Task objective: Locate the string "while" in the records below. Copy every line where it occurs.

Exercise input:

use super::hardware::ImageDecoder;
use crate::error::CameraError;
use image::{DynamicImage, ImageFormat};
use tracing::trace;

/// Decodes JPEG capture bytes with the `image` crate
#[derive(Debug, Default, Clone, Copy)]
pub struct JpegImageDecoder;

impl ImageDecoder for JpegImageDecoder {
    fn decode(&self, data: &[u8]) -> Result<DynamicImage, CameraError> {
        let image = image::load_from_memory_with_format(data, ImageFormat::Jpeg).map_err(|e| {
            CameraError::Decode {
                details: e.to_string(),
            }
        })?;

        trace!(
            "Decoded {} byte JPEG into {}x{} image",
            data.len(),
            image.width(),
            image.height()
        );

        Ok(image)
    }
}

==

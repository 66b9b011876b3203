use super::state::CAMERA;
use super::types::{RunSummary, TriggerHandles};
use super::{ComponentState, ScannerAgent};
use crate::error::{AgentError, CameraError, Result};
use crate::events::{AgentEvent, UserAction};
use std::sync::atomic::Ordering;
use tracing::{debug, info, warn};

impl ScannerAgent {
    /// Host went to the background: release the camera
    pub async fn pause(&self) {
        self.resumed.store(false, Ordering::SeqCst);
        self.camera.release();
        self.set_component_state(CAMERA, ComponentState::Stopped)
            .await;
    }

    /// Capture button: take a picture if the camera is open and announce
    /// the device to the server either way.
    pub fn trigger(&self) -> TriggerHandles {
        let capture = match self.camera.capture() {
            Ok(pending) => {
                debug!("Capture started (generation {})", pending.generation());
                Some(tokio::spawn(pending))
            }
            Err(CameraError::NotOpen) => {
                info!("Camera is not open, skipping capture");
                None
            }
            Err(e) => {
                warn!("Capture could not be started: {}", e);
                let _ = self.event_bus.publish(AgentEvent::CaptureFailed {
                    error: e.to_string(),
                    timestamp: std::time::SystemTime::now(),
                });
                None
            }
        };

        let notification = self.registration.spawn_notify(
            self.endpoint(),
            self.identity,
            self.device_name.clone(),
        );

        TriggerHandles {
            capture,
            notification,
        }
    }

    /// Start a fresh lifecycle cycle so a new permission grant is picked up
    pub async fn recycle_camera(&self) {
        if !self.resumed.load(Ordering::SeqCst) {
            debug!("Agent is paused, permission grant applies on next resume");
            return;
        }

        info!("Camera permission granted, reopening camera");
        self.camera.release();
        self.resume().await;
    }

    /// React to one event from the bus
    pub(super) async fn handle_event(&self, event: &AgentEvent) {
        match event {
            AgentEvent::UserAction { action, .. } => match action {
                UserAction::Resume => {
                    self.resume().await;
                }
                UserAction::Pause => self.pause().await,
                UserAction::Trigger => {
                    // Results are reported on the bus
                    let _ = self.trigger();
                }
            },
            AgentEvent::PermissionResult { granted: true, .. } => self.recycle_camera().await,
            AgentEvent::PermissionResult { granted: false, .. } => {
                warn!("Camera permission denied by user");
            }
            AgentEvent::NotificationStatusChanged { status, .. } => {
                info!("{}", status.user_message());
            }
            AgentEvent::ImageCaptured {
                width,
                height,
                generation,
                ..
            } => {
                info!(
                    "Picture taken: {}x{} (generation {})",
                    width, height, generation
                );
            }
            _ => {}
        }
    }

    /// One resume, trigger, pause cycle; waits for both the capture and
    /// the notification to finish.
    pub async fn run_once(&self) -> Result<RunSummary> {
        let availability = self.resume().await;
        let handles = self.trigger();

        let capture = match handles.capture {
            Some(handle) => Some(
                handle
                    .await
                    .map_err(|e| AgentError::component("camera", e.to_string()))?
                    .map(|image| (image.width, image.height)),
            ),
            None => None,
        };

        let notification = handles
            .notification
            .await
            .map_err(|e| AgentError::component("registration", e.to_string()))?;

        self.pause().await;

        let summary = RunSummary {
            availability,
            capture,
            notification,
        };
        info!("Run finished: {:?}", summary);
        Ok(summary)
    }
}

--

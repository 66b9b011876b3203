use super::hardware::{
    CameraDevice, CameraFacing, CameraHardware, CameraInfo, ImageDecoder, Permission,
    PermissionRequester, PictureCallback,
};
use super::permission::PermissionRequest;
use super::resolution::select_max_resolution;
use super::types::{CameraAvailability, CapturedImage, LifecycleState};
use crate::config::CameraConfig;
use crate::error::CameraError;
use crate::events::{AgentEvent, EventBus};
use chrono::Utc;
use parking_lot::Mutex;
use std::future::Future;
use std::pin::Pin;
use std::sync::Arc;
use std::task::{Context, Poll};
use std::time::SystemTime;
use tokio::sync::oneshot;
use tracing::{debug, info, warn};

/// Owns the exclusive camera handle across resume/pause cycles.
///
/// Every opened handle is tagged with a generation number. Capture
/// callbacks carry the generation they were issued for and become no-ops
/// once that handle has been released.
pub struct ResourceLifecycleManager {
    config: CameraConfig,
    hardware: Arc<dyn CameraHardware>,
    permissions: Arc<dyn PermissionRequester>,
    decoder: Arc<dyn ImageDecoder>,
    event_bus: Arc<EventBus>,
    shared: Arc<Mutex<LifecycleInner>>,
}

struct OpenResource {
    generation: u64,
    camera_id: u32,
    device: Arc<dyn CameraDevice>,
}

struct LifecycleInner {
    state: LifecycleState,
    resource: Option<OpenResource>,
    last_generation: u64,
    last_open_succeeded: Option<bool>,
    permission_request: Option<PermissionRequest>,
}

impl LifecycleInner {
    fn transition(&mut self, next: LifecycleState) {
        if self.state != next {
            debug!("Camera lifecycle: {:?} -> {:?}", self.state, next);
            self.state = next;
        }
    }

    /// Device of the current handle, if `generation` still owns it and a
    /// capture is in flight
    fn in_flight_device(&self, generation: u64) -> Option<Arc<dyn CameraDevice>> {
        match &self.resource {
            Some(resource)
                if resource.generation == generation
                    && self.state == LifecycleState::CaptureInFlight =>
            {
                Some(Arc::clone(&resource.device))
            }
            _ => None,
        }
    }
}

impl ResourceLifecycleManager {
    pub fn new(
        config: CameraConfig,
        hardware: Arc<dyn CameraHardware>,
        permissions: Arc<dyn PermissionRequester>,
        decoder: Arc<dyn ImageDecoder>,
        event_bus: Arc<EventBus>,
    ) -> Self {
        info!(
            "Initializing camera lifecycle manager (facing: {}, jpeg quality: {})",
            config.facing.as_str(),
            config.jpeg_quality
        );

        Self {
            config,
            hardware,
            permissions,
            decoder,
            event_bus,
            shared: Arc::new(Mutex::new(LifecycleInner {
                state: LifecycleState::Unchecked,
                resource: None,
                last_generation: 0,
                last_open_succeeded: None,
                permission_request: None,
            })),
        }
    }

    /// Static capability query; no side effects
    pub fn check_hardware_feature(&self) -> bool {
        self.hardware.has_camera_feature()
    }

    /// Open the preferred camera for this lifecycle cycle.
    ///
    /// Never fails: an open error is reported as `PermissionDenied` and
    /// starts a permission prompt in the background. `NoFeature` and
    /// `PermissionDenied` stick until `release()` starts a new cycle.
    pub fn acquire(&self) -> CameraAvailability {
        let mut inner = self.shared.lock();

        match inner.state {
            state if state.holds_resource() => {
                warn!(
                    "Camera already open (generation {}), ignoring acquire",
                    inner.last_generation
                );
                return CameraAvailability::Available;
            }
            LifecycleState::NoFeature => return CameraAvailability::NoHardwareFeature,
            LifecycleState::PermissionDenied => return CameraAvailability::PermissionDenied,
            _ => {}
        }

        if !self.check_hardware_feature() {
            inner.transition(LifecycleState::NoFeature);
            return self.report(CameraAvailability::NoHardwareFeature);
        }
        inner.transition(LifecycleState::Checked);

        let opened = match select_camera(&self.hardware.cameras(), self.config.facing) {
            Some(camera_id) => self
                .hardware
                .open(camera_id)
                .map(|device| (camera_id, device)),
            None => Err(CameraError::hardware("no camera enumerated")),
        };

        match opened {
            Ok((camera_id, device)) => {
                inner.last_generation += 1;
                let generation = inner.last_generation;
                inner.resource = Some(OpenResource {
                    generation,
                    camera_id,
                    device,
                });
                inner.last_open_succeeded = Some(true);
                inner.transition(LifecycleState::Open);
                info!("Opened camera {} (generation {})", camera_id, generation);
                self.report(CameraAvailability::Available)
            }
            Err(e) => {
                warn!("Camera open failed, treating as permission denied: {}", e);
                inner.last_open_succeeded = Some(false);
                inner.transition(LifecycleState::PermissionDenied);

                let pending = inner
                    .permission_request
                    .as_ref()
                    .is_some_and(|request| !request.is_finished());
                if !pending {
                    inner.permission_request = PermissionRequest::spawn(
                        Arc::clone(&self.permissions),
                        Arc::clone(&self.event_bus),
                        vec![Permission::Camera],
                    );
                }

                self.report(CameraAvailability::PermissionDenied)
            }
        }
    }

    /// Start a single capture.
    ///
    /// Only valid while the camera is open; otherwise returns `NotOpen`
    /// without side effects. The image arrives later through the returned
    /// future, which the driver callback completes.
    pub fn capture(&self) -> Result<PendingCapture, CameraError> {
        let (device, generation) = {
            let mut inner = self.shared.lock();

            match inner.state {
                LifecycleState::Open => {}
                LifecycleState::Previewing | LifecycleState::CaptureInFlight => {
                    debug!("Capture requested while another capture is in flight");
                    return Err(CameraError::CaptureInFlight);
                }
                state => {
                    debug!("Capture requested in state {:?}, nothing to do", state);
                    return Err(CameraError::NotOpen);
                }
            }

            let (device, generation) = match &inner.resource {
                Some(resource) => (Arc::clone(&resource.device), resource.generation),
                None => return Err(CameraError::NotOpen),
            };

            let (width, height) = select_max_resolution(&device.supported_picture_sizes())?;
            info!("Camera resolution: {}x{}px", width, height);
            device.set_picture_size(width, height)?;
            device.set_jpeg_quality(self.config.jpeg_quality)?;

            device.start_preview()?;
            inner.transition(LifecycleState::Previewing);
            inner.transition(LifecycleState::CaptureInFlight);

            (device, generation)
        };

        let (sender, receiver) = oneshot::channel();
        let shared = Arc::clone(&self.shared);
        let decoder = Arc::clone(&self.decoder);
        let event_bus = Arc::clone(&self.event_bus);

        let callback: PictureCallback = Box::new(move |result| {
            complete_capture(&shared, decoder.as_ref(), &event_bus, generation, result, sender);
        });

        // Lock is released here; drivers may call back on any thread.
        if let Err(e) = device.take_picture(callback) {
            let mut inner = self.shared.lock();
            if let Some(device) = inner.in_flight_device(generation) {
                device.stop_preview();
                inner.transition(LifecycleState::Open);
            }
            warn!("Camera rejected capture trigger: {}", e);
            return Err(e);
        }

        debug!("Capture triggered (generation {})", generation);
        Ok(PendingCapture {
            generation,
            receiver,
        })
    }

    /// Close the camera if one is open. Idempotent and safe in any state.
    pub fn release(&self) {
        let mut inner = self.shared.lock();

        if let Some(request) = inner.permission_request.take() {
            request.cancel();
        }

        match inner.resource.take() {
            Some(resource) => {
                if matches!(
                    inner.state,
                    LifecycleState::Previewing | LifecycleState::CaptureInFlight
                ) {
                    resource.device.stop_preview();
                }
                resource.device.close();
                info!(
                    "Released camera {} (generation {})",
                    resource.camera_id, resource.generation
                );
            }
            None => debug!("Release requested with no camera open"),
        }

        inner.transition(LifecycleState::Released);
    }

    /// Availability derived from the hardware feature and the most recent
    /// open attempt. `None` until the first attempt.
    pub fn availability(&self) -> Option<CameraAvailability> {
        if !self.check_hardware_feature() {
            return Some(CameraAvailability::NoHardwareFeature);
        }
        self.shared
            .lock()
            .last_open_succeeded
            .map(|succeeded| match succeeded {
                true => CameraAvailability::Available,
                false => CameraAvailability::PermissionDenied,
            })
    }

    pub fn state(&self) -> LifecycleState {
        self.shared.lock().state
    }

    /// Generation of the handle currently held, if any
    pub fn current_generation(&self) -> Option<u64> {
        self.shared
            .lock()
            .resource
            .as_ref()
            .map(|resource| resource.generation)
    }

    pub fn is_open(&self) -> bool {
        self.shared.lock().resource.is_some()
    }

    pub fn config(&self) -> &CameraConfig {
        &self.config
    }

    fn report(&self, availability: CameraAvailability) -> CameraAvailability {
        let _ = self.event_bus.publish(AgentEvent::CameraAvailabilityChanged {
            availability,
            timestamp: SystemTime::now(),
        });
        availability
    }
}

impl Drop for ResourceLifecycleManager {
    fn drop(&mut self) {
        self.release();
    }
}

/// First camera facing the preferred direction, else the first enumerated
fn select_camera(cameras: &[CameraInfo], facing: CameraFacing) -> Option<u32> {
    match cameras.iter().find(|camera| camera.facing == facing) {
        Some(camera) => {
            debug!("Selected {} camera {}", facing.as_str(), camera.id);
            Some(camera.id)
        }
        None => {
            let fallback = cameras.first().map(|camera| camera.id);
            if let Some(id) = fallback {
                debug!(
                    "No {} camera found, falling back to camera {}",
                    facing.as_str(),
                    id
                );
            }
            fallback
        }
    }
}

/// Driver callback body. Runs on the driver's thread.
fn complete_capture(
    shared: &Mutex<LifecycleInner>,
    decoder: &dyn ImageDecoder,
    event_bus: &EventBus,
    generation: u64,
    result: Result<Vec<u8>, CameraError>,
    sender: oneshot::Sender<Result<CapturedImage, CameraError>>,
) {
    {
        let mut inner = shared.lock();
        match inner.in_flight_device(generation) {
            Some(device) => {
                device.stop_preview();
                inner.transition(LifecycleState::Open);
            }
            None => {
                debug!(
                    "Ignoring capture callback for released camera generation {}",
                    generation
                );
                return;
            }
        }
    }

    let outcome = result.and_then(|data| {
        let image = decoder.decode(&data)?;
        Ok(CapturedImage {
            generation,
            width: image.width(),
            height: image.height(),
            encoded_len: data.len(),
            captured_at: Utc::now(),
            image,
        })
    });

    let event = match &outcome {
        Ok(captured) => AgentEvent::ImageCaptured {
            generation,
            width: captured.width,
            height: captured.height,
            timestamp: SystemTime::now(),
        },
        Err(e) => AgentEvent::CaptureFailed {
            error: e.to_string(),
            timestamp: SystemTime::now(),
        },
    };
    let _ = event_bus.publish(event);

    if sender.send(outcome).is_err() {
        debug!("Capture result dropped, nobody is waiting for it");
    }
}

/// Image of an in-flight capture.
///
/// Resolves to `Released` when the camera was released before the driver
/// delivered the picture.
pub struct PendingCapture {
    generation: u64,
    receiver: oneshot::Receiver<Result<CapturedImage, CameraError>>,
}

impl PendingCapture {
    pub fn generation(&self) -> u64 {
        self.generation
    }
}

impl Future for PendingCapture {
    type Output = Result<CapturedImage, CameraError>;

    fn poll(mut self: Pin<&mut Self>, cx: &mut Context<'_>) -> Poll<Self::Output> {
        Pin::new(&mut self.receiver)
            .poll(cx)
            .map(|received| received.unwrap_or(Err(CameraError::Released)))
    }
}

Answer section:
    /// Only valid while the camera is open; otherwise returns `NotOpen`
                    debug!("Capture requested while another capture is in flight");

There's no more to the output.